Method for manufacturing pressed component
Abstract
A material is press formed into a component shape including a top sheet portion including a curved outer peripheral edge portion curved in such a manner as to be recessed inward, a vertical wall portion, and a flange portion. When a lower die and a pad sandwich a sandwiching region that is a region including at least a part of a region corresponding to the top sheet portion, an upper die is moved in a pressing direction to perform bending while moving the sandwiched material to the vertical wall portion side. A surface of the lower die that sandwiches the sandwiching region is provided with one or more ridgelines for forming bends. The ridgelines are set at positions such that, when the bending is complete, the position of the top sheet portion is located on the vertical wall portion side rather than the positions of the ridgelines.
Claims
exact text as granted — not AI-modifiedThe invention claimed is:
1. A method for manufacturing a press-formed component, which manufactures the press-formed component by press forming a metal sheet into a component shape including a top sheet portion including a curved outer peripheral edge portion curved in such a manner that a part of an outer peripheral edge is recessed inward, a vertical wall portion continuous with the curved outer peripheral edge portion of the top sheet portion, and a flange portion continuous with the vertical wall portion and bent toward the top sheet portion side, the method comprising:
in a state where a lower die and a pad sandwich a sandwiching region that is a region including at least a part of a region corresponding to the top sheet portion in the metal sheet, moving an upper die relatively with respect to the lower die in a pressing direction to perform bending of the vertical wall portion and the flange portion while moving at least a part of a material of the sandwiching region sandwiched by the lower die and the pad to the vertical wall portion side,
wherein during the bending, as the material is moved, out-of-plane bending and unbending deformations separate from the curved outer peripheral edge portion are continuously applied to the metal sheet region sandwiched by the lower die and the pad at a position of a bend portion extending in a direction intersecting with a moving direction of the material to control the movement of the material, the out-of-plane bending and unbending deformations having a bending angle in the range of from 3 degrees to 15 degrees, the bending angle being an offset angle between two flat portions of the steel sheet on either side of the out-of-plane bending and unbending deformations.

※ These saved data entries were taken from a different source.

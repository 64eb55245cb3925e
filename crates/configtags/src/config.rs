//! # Configuration
//!
//! Resolver behavior is configured through [`confique`], which layers a TOML
//! file over compiled defaults.
//!
//! ## Available Settings
//!
//! | Key | Default | Description |
//! |-----|---------|-------------|
//! | `default_policy` | `ignore` | Whether declared defaults fill in absent attributes |
//!
//! ## Example
//!
//! ```toml
//! default_policy = "apply"
//! ```

use std::path::Path;

use confique::Config;
use serde::{Deserialize, Serialize};

use crate::error::Result;

/// What happens to a declared default when the node lacks the attribute.
#[derive(Serialize, Deserialize, Debug, Clone, Copy, PartialEq, Eq, Default)]
#[serde(rename_all = "lowercase")]
pub enum DefaultPolicy {
    /// Defaults are kept in the schema but never exposed
    #[default]
    Ignore,
    /// Absent optional attributes resolve to their declared default
    Apply,
}

/// Configuration for attribute resolution.
#[derive(Config, Serialize, Deserialize, Debug, Clone, PartialEq, Eq)]
pub struct ResolverConfig {
    /// Handling of declared defaults. When absent, defaults to `ignore`.
    pub default_policy: Option<DefaultPolicy>,
}

impl Default for ResolverConfig {
    fn default() -> Self {
        Self {
            default_policy: None,
        }
    }
}

impl ResolverConfig {
    /// Load from `path` (if it exists) over the compiled defaults.
    pub fn load(path: impl AsRef<Path>) -> Result<Self> {
        Ok(Self::builder().file(path.as_ref()).load()?)
    }

    pub fn with_policy(policy: DefaultPolicy) -> Self {
        Self {
            default_policy: Some(policy),
        }
    }

    pub fn default_policy(&self) -> DefaultPolicy {
        self.default_policy.unwrap_or_default()
    }

    pub fn applies_defaults(&self) -> bool {
        self.default_policy() == DefaultPolicy::Apply
    }
}
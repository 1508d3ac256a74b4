use recordlist_core::{FetchError, Record, RequestId};

#[derive(Debug, Clone, PartialEq)]
pub enum EngineEvent {
    DebounceElapsed {
        generation: u64,
        text: String,
    },
    FetchCompleted {
        request_id: RequestId,
        result: Result<Vec<Record>, FetchError>,
    },
}
use std::time::Duration;

use engine_logging::{engine_debug, engine_trace};
use futures_util::StreamExt;
use recordlist_core::{FetchError, Query, Record};
use serde_json::Value;
use url::Url;

use crate::EngineError;

const ACCOUNTS_PATH: &str = "accounts";
const SEARCH_PATH: &str = "accounts/search";
const SEARCH_PARAM: &str = "searchKey";

#[derive(Debug, Clone)]
pub struct FetchSettings {
    pub base_url: String,
    pub connect_timeout: Duration,
    pub request_timeout: Duration,
    pub max_bytes: u64,
}

impl Default for FetchSettings {
    fn default() -> Self {
        Self {
            base_url: "http://127.0.0.1:8080/api/".to_string(),
            connect_timeout: Duration::from_secs(10),
            request_timeout: Duration::from_secs(30),
            max_bytes: 5 * 1024 * 1024,
        }
    }
}

/// Remote lookup of records, either unfiltered or by keyword.
///
/// Implementations own their timeouts; callers never cancel a fetch.
#[async_trait::async_trait]
pub trait RecordFetchService: Send + Sync {
    async fn fetch_all(&self) -> Result<Vec<Record>, FetchError>;

    async fn fetch_by_keyword(&self, keyword: &str) -> Result<Vec<Record>, FetchError>;
}

/// Dispatches a query to the matching service operation.
pub async fn run_query(
    service: &dyn RecordFetchService,
    query: &Query,
) -> Result<Vec<Record>, FetchError> {
    match query {
        Query::All => service.fetch_all().await,
        Query::Keyword(keyword) => service.fetch_by_keyword(keyword).await,
    }
}

/// Transport-level failures, folded into a [`FetchError`] before they reach state.
#[derive(Debug, thiserror::Error)]
pub enum ServiceError {
    #[error("timeout")]
    Timeout,
    #[error("http status {status}")]
    Status { status: u16, message: Option<String> },
    #[error("response too large (max {max_bytes}, actual {actual})")]
    TooLarge { max_bytes: u64, actual: u64 },
    #[error("network error: {0}")]
    Network(String),
    #[error("invalid response body: {0}")]
    Decode(#[from] serde_json::Error),
}

impl From<ServiceError> for FetchError {
    fn from(err: ServiceError) -> Self {
        match err {
            ServiceError::Timeout => FetchError::with_body("timeout"),
            ServiceError::Status {
                message: Some(message),
                ..
            } => FetchError::with_body(message),
            other => FetchError::with_message(other.to_string()),
        }
    }
}

/// HTTP implementation speaking JSON to `{base}/accounts` and
/// `{base}/accounts/search?searchKey=..`.
#[derive(Debug, Clone)]
pub struct ReqwestRecordService {
    settings: FetchSettings,
    client: reqwest::Client,
    accounts_url: Url,
    search_url: Url,
}

impl ReqwestRecordService {
    pub fn new(settings: FetchSettings) -> Result<Self, EngineError> {
        let mut base = Url::parse(&settings.base_url)?;
        if !base.path().ends_with('/') {
            let path = format!("{}/", base.path());
            base.set_path(&path);
        }
        let accounts_url = base.join(ACCOUNTS_PATH)?;
        let search_url = base.join(SEARCH_PATH)?;

        let client = reqwest::Client::builder()
            .connect_timeout(settings.connect_timeout)
            .timeout(settings.request_timeout)
            .build()
            .map_err(EngineError::Client)?;

        Ok(Self {
            settings,
            client,
            accounts_url,
            search_url,
        })
    }

    async fn get_records(&self, url: Url) -> Result<Vec<Record>, ServiceError> {
        engine_debug!("GET {}", url);
        let response = self
            .client
            .get(url)
            .send()
            .await
            .map_err(map_reqwest_error)?;

        let status = response.status();
        if let Some(content_len) = response.content_length() {
            if content_len > self.settings.max_bytes {
                return Err(ServiceError::TooLarge {
                    max_bytes: self.settings.max_bytes,
                    actual: content_len,
                });
            }
        }

        let bytes = self.read_body(response).await?;
        if !status.is_success() {
            return Err(ServiceError::Status {
                status: status.as_u16(),
                message: error_message_from_body(&bytes),
            });
        }

        let records: Vec<Record> = serde_json::from_slice(&bytes)?;
        engine_trace!("Decoded {} records", records.len());
        Ok(records)
    }

    async fn read_body(&self, response: reqwest::Response) -> Result<Vec<u8>, ServiceError> {
        let mut bytes = Vec::new();
        let mut stream = response.bytes_stream();
        while let Some(chunk) = stream.next().await {
            let chunk = chunk.map_err(map_reqwest_error)?;
            let next_len = bytes.len() as u64 + chunk.len() as u64;
            if next_len > self.settings.max_bytes {
                return Err(ServiceError::TooLarge {
                    max_bytes: self.settings.max_bytes,
                    actual: next_len,
                });
            }
            bytes.extend_from_slice(&chunk);
        }
        Ok(bytes)
    }
}

#[async_trait::async_trait]
impl RecordFetchService for ReqwestRecordService {
    async fn fetch_all(&self) -> Result<Vec<Record>, FetchError> {
        Ok(self.get_records(self.accounts_url.clone()).await?)
    }

    async fn fetch_by_keyword(&self, keyword: &str) -> Result<Vec<Record>, FetchError> {
        let mut url = self.search_url.clone();
        url.query_pairs_mut().append_pair(SEARCH_PARAM, keyword);
        Ok(self.get_records(url).await?)
    }
}

fn map_reqwest_error(err: reqwest::Error) -> ServiceError {
    if err.is_timeout() {
        return ServiceError::Timeout;
    }
    ServiceError::Network(err.to_string())
}

/// Pulls `message` out of `{"message": ..}` or `[{"message": ..}, ..]` bodies.
fn error_message_from_body(bytes: &[u8]) -> Option<String> {
    let value: Value = serde_json::from_slice(bytes).ok()?;
    let payload = match &value {
        Value::Array(items) => items.first()?,
        other => other,
    };
    payload
        .get("message")
        .and_then(Value::as_str)
        .map(ToOwned::to_owned)
}
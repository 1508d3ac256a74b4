use std::time::Duration;

use crate::view_model::{EmptyState, ListViewModel};
use crate::{FetchError, Record, RequestId};

/// Quiet period the search box must observe before a search is issued.
pub const DEFAULT_DEBOUNCE: Duration = Duration::from_millis(300);

#[derive(Debug, Clone, Copy, PartialEq, Eq)]
pub struct SearchSettings {
    pub debounce: Duration,
}

impl Default for SearchSettings {
    fn default() -> Self {
        Self {
            debounce: DEFAULT_DEBOUNCE,
        }
    }
}

/// Authoritative state of the search-and-list controller.
///
/// `records` and `error` are never both populated: a successful fetch clears
/// the error and a failed fetch empties the records.
#[derive(Debug, Clone, PartialEq)]
pub struct SearchState {
    settings: SearchSettings,
    records: Vec<Record>,
    error: Option<FetchError>,
    is_loading: bool,
    search_term: String,
    debounce_generation: u64,
    next_request_id: RequestId,
    latest_request: Option<RequestId>,
    dirty: bool,
}

impl Default for SearchState {
    fn default() -> Self {
        Self::with_settings(SearchSettings::default())
    }
}

impl SearchState {
    pub fn new() -> Self {
        Self::default()
    }

    /// Fresh state, loading until the initial fetch completes.
    pub fn with_settings(settings: SearchSettings) -> Self {
        Self {
            settings,
            records: Vec::new(),
            error: None,
            is_loading: true,
            search_term: String::new(),
            debounce_generation: 0,
            next_request_id: 1,
            latest_request: None,
            dirty: false,
        }
    }

    pub fn settings(&self) -> SearchSettings {
        self.settings
    }

    pub fn records(&self) -> &[Record] {
        &self.records
    }

    pub fn error(&self) -> Option<&FetchError> {
        self.error.as_ref()
    }

    pub fn is_loading(&self) -> bool {
        self.is_loading
    }

    pub fn search_term(&self) -> &str {
        &self.search_term
    }

    pub fn debounce_generation(&self) -> u64 {
        self.debounce_generation
    }

    /// The only request whose completion will be applied.
    pub fn latest_request(&self) -> Option<RequestId> {
        self.latest_request
    }

    pub fn has_records(&self) -> bool {
        !self.records.is_empty()
    }

    pub fn record_count(&self) -> usize {
        self.records.len()
    }

    pub fn error_message(&self) -> &str {
        self.error.as_ref().map_or("", FetchError::user_message)
    }

    pub fn view(&self) -> ListViewModel {
        ListViewModel {
            records: self.records.clone(),
            search_term: self.search_term.clone(),
            is_loading: self.is_loading,
            has_records: self.has_records(),
            record_count: self.record_count(),
            error_message: self.error_message().to_string(),
            empty_state: self.empty_state(),
        }
    }

    /// Returns whether the view changed since the last call, clearing the flag.
    pub fn consume_dirty(&mut self) -> bool {
        std::mem::take(&mut self.dirty)
    }

    fn empty_state(&self) -> Option<EmptyState> {
        if self.has_records() {
            return None;
        }
        if let Some(error) = &self.error {
            return Some(EmptyState::Failed {
                message: error.user_message().to_string(),
            });
        }
        if self.is_loading {
            return Some(EmptyState::Loading);
        }
        Some(EmptyState::NoMatches {
            term: self.search_term.clone(),
        })
    }

    pub(crate) fn mark_dirty(&mut self) {
        self.dirty = true;
    }

    pub(crate) fn set_search_term(&mut self, text: String) {
        if self.search_term != text {
            self.search_term = text;
            self.mark_dirty();
        }
    }

    /// Supersedes every previously scheduled debounce timer.
    pub(crate) fn next_generation(&mut self) -> u64 {
        self.debounce_generation += 1;
        self.debounce_generation
    }

    pub(crate) fn is_current_generation(&self, generation: u64) -> bool {
        generation == self.debounce_generation
    }

    /// Marks the state as loading and makes a new request the latest one.
    pub(crate) fn begin_request(&mut self) -> RequestId {
        let request_id = self.next_request_id;
        self.next_request_id += 1;
        self.latest_request = Some(request_id);
        if !self.is_loading {
            self.is_loading = true;
            self.mark_dirty();
        }
        request_id
    }

    pub(crate) fn is_latest_request(&self, request_id: RequestId) -> bool {
        self.latest_request == Some(request_id)
    }

    /// Commits a fetch outcome. Loading is cleared whatever the outcome.
    pub(crate) fn apply_result(&mut self, result: Result<Vec<Record>, FetchError>) {
        match result {
            Ok(records) => {
                self.records = records;
                self.error = None;
            }
            Err(error) => {
                self.records.clear();
                self.error = Some(error);
            }
        }
        self.is_loading = false;
        self.latest_request = None;
        self.mark_dirty();
    }

    /// Forgets pending work so late timer and fetch completions are ignored.
    pub(crate) fn abandon_pending(&mut self) {
        self.next_generation();
        self.latest_request = None;
        if self.is_loading {
            self.is_loading = false;
            self.mark_dirty();
        }
    }
}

2. The method for manufacturing a press-formed component according to claim 1 , wherein a surface of the lower die that sandwiches the sandwiching region is provided with, as the bend portion, one or more ridgelines extending in the direction intersecting with the moving direction of the material, the surface of the lower die having different surface inclinations on both sides of each of the ridgelines, and the each ridgeline being set at a position such that, in a state where the bending is complete, a position of the top sheet portion is located on a vertical wall portion side rather than all the ridgelines.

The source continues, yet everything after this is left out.